I have a text editor I made that uses xclip to copy text. I notice that when I paste the xclip-copied text (pasting the regular way, with ctrl+v) into a Gmail email on Firefox 54.0 (64-bit) that I'm composing, it replaces all of the line breaks with spaces (and if there are multiple line breaks in a row, it turns all of them collectively into a single space). When I paste it elsewhere, I don't have this issue. However, when I copy from somewhere like Leafpad and paste it into a Gmail email in Firefox, it retains the line breaks. The same problem doesn't happen with Gmail in the Chromium web browser.

Why does this happen, and is there a way to fix it so it doesn't strip out the line breaks?

I'm using xclip 0.12 on Xubuntu 16.10, 64-bit. Here's the command I use to copy the text:

xclip -selection clipboard [seeBelow]

I use this line of Python code to insert the text where I have [seeBelow] above:

subprocess.Popen(command, stdin=subprocess.PIPE).communicate(text.encode());

I am copying the text from a Python3 Tkinter multi-line Text widget (well, a widget that inherits Text, and should be practically the same for our purposes).

The problem just seems to happen in Gmail within Firefox.

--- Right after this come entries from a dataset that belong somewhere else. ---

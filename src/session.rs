use crate::config::Config;
use crate::error::LineupResult;
use crate::lineup::{LineupBuilder, LineupCommand};
use crate::search::{PlayerSearch, SearchWorkflow};
use std::sync::Arc;
use tracing::debug;

/// One editing session: the lineup controller plus the search driver that
/// executes its effects. All mutation goes through [`LineupSession::dispatch`]
/// and the event pump.
pub struct LineupSession<S: PlayerSearch> {
    lineup: LineupBuilder,
    search: SearchWorkflow<S>,
}

impl<S: PlayerSearch> LineupSession<S> {
    pub fn new(lineup: LineupBuilder, client: Arc<S>, config: &Config) -> Self {
        Self {
            lineup,
            search: SearchWorkflow::new(client, config.debounce()),
        }
    }

    pub fn with_defaults(client: Arc<S>, config: &Config) -> Self {
        Self::new(LineupBuilder::new(config.min_query_len), client, config)
    }

    pub fn lineup(&self) -> &LineupBuilder {
        &self.lineup
    }

    pub fn into_lineup(self) -> LineupBuilder {
        let Self { lineup, search } = self;
        drop(search);
        lineup
    }

    pub fn search_pending(&self) -> bool {
        self.search.is_pending()
    }

    /// Applies a command and hands its effect to the search driver. Must run
    /// inside a tokio runtime when the command can schedule a search.
    pub fn dispatch(&mut self, command: LineupCommand) -> LineupResult<()> {
        debug!("Dispatch {:?}", command);
        if let Some(effect) = self.lineup.apply(command)? {
            self.search.run(effect);
        }
        Ok(())
    }

    /// Waits for the next search event and applies it. Returns whether it
    /// changed the editor (stale events do not). Returns `false` at once when
    /// nothing is scheduled or in flight.
    pub async fn next_search_event(&mut self) -> bool {
        match self.search.recv().await {
            Some(event) => self.lineup.editor_mut().handle_search_event(event),
            None => false,
        }
    }

    /// Applies every event that has already arrived. Returns how many
    /// changed the editor.
    pub fn drain_search_events(&mut self) -> usize {
        let mut applied = 0;
        while let Some(event) = self.search.try_recv() {
            if self.lineup.editor_mut().handle_search_event(event) {
                applied += 1;
            }
        }
        applied
    }
}
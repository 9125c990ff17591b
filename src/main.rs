use clap::{ArgMatches, CommandFactory, FromArgMatches, Parser, Subcommand};
use lineup::config::Config;
use lineup::error::LineupResult;
use std::process;
use tracing::{error, info};
use tracing_subscriber::EnvFilter;

mod cmd;
mod reports;

#[derive(Parser, Debug)]
#[command(author, version, about, long_about = None)]
struct Cli {
    #[command(subcommand)]
    command: Commands,

    /// JSON config file; explicit flags still win over its values
    #[arg(global = true, long = "config")]
    config_file: Option<String>,

    #[arg(global = true, long, default_value_t = false)]
    debug: bool,
}

#[derive(Subcommand, Debug)]
enum Commands {
    /// List the formation catalog
    Formations(cmd::formations::FormationsArgs),
    /// Look players up by name
    Search(cmd::search::SearchArgs),
    /// Build a lineup and write it as an SVG graphic
    Render(cmd::render::RenderArgs),
}

fn init_tracing(debug: bool) {
    let default = if debug { "debug" } else { "info" };
    let filter = EnvFilter::try_from_default_env().unwrap_or_else(|_| EnvFilter::new(default));
    tracing_subscriber::fmt().with_env_filter(filter).init();
}

/// File values first, then anything set on the command line or via env.
fn resolve_config(
    path: Option<&str>,
    cli_config: &Config,
    sub_matches: Option<&ArgMatches>,
) -> LineupResult<Config> {
    let config = match (path, sub_matches) {
        (Some(path), Some(matches)) => {
            info!("📂 Loading config: {}", path);
            let mut config = Config::load_from_file(path)?;
            config.merge_from_cli(cli_config, matches);
            config
        }
        _ => cli_config.clone(),
    };
    config.validate()?;
    Ok(config)
}

#[tokio::main]
async fn main() {
    let matches = Cli::command().get_matches();
    let cli = Cli::from_arg_matches(&matches).unwrap_or_else(|e| e.exit());

    init_tracing(cli.debug);

    let result = match cli.command {
        Commands::Formations(args) => {
            cmd::formations::run(args);
            Ok(())
        }
        Commands::Search(args) => {
            match resolve_config(
                cli.config_file.as_deref(),
                &args.config,
                matches.subcommand_matches("search"),
            ) {
                Ok(config) => cmd::search::run(args, config).await,
                Err(e) => Err(e),
            }
        }
        Commands::Render(args) => {
            match resolve_config(
                cli.config_file.as_deref(),
                &args.config,
                matches.subcommand_matches("render"),
            ) {
                Ok(config) => cmd::render::run(args, config).await,
                Err(e) => Err(e),
            }
        }
    };

    if let Err(e) = result {
        error!("❌ {}", e);
        process::exit(1);
    }
}
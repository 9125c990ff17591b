use super::PlayerSearch;
use crate::config::Config;
use crate::error::{LineupError, LineupResult};
use lineup_protocol::{PlayerRecord, SearchResponse};
use reqwest::Client;
use tracing::debug;

/// HTTP client for the player search service.
#[derive(Debug, Clone)]
pub struct SearchClient {
    client: Client,
    base_url: String,
}

impl SearchClient {
    pub fn new(config: &Config) -> LineupResult<Self> {
        config.validate()?;
        let client = Client::builder()
            .timeout(config.request_timeout())
            .build()?;

        Ok(Self {
            client,
            base_url: config.search_url.trim_end_matches('/').to_string(),
        })
    }

    pub fn base_url(&self) -> &str {
        &self.base_url
    }

    /// `GET <base>/player?name=<name>`. A body without `players` is an empty
    /// result; any non-success status is an error.
    pub async fn search_players(&self, name: &str) -> LineupResult<Vec<PlayerRecord>> {
        let url = format!("{}/player", self.base_url);
        debug!("Searching players: {} name={:?}", url, name);

        let response = self
            .client
            .get(&url)
            .query(&[("name", name)])
            .send()
            .await?;

        let status = response.status();
        if !status.is_success() {
            let body = response.text().await.unwrap_or_default();
            return Err(LineupError::Status {
                status: status.as_u16(),
                body,
            });
        }

        let body: SearchResponse = response.json().await?;
        debug!("Search for {:?} returned {} players", name, body.players.len());
        Ok(body.players)
    }
}

impl PlayerSearch for SearchClient {
    async fn search(&self, name: &str) -> LineupResult<Vec<PlayerRecord>> {
        self.search_players(name).await
    }
}
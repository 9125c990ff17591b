#![allow(dead_code)]

use lineup::config::Config;
use lineup::error::{LineupError, LineupResult};
use lineup::lineup_protocol::PlayerRecord;
use lineup::search::PlayerSearch;
use std::collections::HashMap;
use std::sync::Mutex;
use std::time::Duration;

pub fn player(id: u64, short_name: &str, club: &str) -> PlayerRecord {
    PlayerRecord {
        id,
        short_name: short_name.to_string(),
        club: Some(club.to_string()),
        positions: vec!["ST".to_string()],
        ..Default::default()
    }
}

pub fn squad() -> Vec<PlayerRecord> {
    vec![
        player(1, "Neymar", "Santos"),
        player(2, "Neymar Jr", "Al Hilal"),
        player(3, "Nedved", "Juventus"),
        player(4, "Alisson", "Liverpool"),
    ]
}

pub fn test_config() -> Config {
    Config {
        search_url: "http://127.0.0.1:9".to_string(),
        debounce_ms: 300,
        min_query_len: 3,
        request_timeout_secs: 5,
    }
}

/// In-memory search service that records every request it receives.
pub struct MockSearch {
    players: Vec<PlayerRecord>,
    delays: HashMap<String, Duration>,
    fail: bool,
    calls: Mutex<Vec<String>>,
}

impl MockSearch {
    pub fn new(players: Vec<PlayerRecord>) -> Self {
        Self {
            players,
            delays: HashMap::new(),
            fail: false,
            calls: Mutex::new(Vec::new()),
        }
    }

    pub fn failing() -> Self {
        Self {
            fail: true,
            ..Self::new(Vec::new())
        }
    }

    pub fn with_delay(mut self, query: &str, delay: Duration) -> Self {
        self.delays.insert(query.to_string(), delay);
        self
    }

    pub fn calls(&self) -> Vec<String> {
        self.calls.lock().unwrap().clone()
    }
}

impl PlayerSearch for MockSearch {
    async fn search(&self, name: &str) -> LineupResult<Vec<PlayerRecord>> {
        self.calls.lock().unwrap().push(name.to_string());

        let delay = self.delays.get(name).copied().unwrap_or_default();
        tokio::time::sleep(delay).await;

        if self.fail {
            return Err(LineupError::Status {
                status: 500,
                body: "upstream down".to_string(),
            });
        }
        let needle = name.to_lowercase();
        Ok(self
            .players
            .iter()
            .filter(|p| p.short_name.to_lowercase().contains(&needle))
            .cloned()
            .collect())
    }
}
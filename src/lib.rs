pub mod catalog;
pub mod config;
pub mod error;
pub mod geometry;
pub mod lineup;
pub mod pitch;
pub mod render;
pub mod search;
pub mod session;
pub mod snapshot;

pub use lineup_protocol;
use crate::reports;
use clap::Args;
use lineup::catalog::SquadSize;
use lineup::config::Config;
use lineup::error::{LineupError, LineupResult};
use lineup::lineup::{DisplayToggle, LineupBuilder, LineupCommand, SlotRef};
use lineup::pitch::SearchHint;
use lineup::render::{render_svg, RenderOptions};
use lineup::search::SearchClient;
use lineup::session::LineupSession;
use lineup::snapshot::{atomic_write, LineupSnapshot};
use std::path::PathBuf;
use std::sync::Arc;
use tracing::{info, warn};

#[derive(Args, Debug, Clone)]
pub struct RenderArgs {
    /// Start from a saved lineup instead of the default 11-a-side 4-4-1-1
    #[arg(short, long)]
    pub input: Option<PathBuf>,

    #[arg(short, long)]
    pub size: Option<SquadSize>,

    #[arg(short, long)]
    pub formation: Option<String>,

    #[arg(long)]
    pub title: Option<String>,

    #[arg(long)]
    pub subtitle: Option<String>,

    /// "None", "Player N" or N
    #[arg(long)]
    pub captain: Option<SlotRef>,

    /// "None", "Player N" or N
    #[arg(long)]
    pub motm: Option<SlotRef>,

    #[arg(long, default_value_t = false)]
    pub flip: bool,

    #[arg(long, default_value_t = false)]
    pub hide_formation: bool,

    #[arg(long, default_value_t = false)]
    pub club_badge: bool,

    #[arg(long, default_value_t = false)]
    pub manager: bool,

    /// Bind the first search hit to a slot, e.g. `--bind 11=neymar`
    #[arg(short, long)]
    pub bind: Vec<String>,

    /// Also save the finished lineup as JSON
    #[arg(long)]
    pub save: Option<PathBuf>,

    #[arg(short, long, default_value = "lineup.svg")]
    pub out: PathBuf,

    #[arg(long, default_value_t = 600.0)]
    pub width: f32,

    #[command(flatten)]
    pub config: Config,
}

/// Parses `N=query` where N is a 1-based slot reference.
pub fn parse_bind(arg: &str) -> LineupResult<(usize, String)> {
    let (slot, query) = arg
        .split_once('=')
        .ok_or_else(|| LineupError::SlotRef(arg.to_string()))?;
    let index = slot
        .parse::<SlotRef>()?
        .0
        .ok_or_else(|| LineupError::SlotRef(arg.to_string()))?;
    Ok((index, query.trim().to_string()))
}

fn layout_commands(args: &RenderArgs) -> Vec<LineupCommand> {
    let mut commands = Vec::new();
    if let Some(size) = args.size {
        commands.push(LineupCommand::SetSquadSize(size));
    }
    if let Some(name) = &args.formation {
        commands.push(LineupCommand::SelectFormation(name.clone()));
    }
    if args.flip {
        commands.push(LineupCommand::SetDisplay(DisplayToggle::Flip, true));
    }
    commands
}

fn header_commands(args: &RenderArgs) -> Vec<LineupCommand> {
    let mut commands = Vec::new();
    if let Some(title) = &args.title {
        commands.push(LineupCommand::SetTitle(title.clone()));
    }
    if let Some(subtitle) = &args.subtitle {
        commands.push(LineupCommand::SetSubtitle(subtitle.clone()));
    }
    if let Some(captain) = args.captain {
        commands.push(LineupCommand::SetCaptain(captain));
    }
    if let Some(motm) = args.motm {
        commands.push(LineupCommand::SetManOfTheMatch(motm));
    }
    if args.hide_formation {
        commands.push(LineupCommand::SetDisplay(DisplayToggle::FormationLabel, false));
    }
    if args.club_badge {
        commands.push(LineupCommand::SetDisplay(DisplayToggle::ClubBadge, true));
    }
    if args.manager {
        commands.push(LineupCommand::SetDisplay(DisplayToggle::Manager, true));
    }
    commands
}

async fn bind_players(
    lineup: LineupBuilder,
    binds: &[(usize, String)],
    config: &Config,
) -> LineupResult<LineupBuilder> {
    let client = Arc::new(SearchClient::new(config)?);
    let mut session = LineupSession::new(lineup, client, config);

    for (index, query) in binds {
        session.dispatch(LineupCommand::OpenEditor(*index))?;
        session.dispatch(LineupCommand::QueryChanged(query.clone()))?;

        while matches!(
            session.lineup().editor().search_hint(),
            Some(SearchHint::Waiting | SearchHint::Loading)
        ) {
            session.next_search_event().await;
        }

        match session.lineup().editor().search_hint() {
            Some(SearchHint::Results(n)) => {
                session.dispatch(LineupCommand::SelectResult(0))?;
                info!("✅ Slot {}: {:?} matched {} players", index + 1, query, n);
            }
            Some(SearchHint::TypeMore) => {
                warn!("Slot {}: {:?} is too short to search", index + 1, query);
            }
            _ => warn!("Slot {}: no players found for {:?}", index + 1, query),
        }
        session.dispatch(LineupCommand::CloseEditor)?;
    }

    Ok(session.into_lineup())
}

pub async fn run(args: RenderArgs, config: Config) -> LineupResult<()> {
    let binds = args
        .bind
        .iter()
        .map(|b| parse_bind(b))
        .collect::<LineupResult<Vec<_>>>()?;

    let mut lineup = match &args.input {
        Some(path) => {
            info!("📂 Loading lineup: {}", path.display());
            LineupSnapshot::load_from_file(path)?.restore(config.min_query_len)?
        }
        None => LineupBuilder::new(config.min_query_len),
    };

    for command in layout_commands(&args) {
        lineup.apply(command)?;
    }
    if !binds.is_empty() {
        lineup = bind_players(lineup, &binds, &config).await?;
    }
    for command in header_commands(&args) {
        lineup.apply(command)?;
    }

    reports::print_slots(&lineup);

    let svg = render_svg(&lineup, &RenderOptions { width: args.width });
    atomic_write(&args.out, svg)?;
    info!("🖼️  Lineup graphic written to {}", args.out.display());

    if let Some(path) = &args.save {
        LineupSnapshot::capture(&lineup).save_to_file(path)?;
    }
    Ok(())
}

#[cfg(test)]
mod tests {
    use super::*;

    #[test]
    fn test_parse_bind() {
        assert_eq!(parse_bind("11= neymar ").unwrap(), (10, "neymar".to_string()));
        assert_eq!(parse_bind("Player 1=alisson").unwrap(), (0, "alisson".to_string()));
        assert!(parse_bind("neymar").is_err());
        assert!(parse_bind("None=neymar").is_err());
        assert!(parse_bind("0=neymar").is_err());
    }
}
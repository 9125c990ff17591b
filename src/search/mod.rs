//! Player search: the remote client, the debounced request driver and the
//! messages that flow between the driver and the pitch editor.

pub mod client;
pub mod workflow;

use crate::error::{LineupError, LineupResult};
use lineup_protocol::PlayerRecord;
use std::future::Future;

pub use self::client::SearchClient;
pub use self::workflow::SearchWorkflow;

/// Anything that can look players up by a name fragment.
pub trait PlayerSearch: Send + Sync + 'static {
    fn search(&self, name: &str) -> impl Future<Output = LineupResult<Vec<PlayerRecord>>> + Send;
}

/// A settled query the editor wants sent, tagged with the generation that
/// must still be current when the answer comes back.
#[derive(Debug, Clone, PartialEq, Eq)]
pub struct SearchTicket {
    pub generation: u64,
    pub query: String,
}

/// Instruction from the editor to the search driver.
#[derive(Debug, Clone, PartialEq, Eq)]
pub enum SearchEffect {
    Schedule(SearchTicket),
    Cancel,
}

/// Progress reported by the search driver.
#[derive(Debug)]
pub enum SearchEvent {
    Started {
        generation: u64,
    },
    Finished {
        generation: u64,
        outcome: Result<Vec<PlayerRecord>, LineupError>,
    },
}

impl SearchEvent {
    pub fn generation(&self) -> u64 {
        match self {
            Self::Started { generation } | Self::Finished { generation, .. } => *generation,
        }
    }
}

That is a place I frequently like to paste, however, as I often write my emails in my editor.

Best Answer

This drove me crazy for a while, too. I could copy and paste from various sources, but somehow anything from xclip or nvim-qt (a NeoVim GUI) resulted in collapsing line breaks into spaces. Incidentally, the same problem appears on Slack and Rocket Chat, but apparently not on Stack Exchange. Meanwhile, in the same textareas, the in-browser vim clone wasavi has the opposite problem: doubling each line break.

My workaround is to use a simple replacement for xclip. The code, tested in Python 2.7, reads as follows:

#!/usr/bin/env python

import pyperclip   # pip install --user pyperclip
import sys

filename = sys.argv[1]

with open (filename) as f:
    pyperclip.copy (f.read ())

Similarly, you can pull text from the clipboard with s = pyperclip.paste().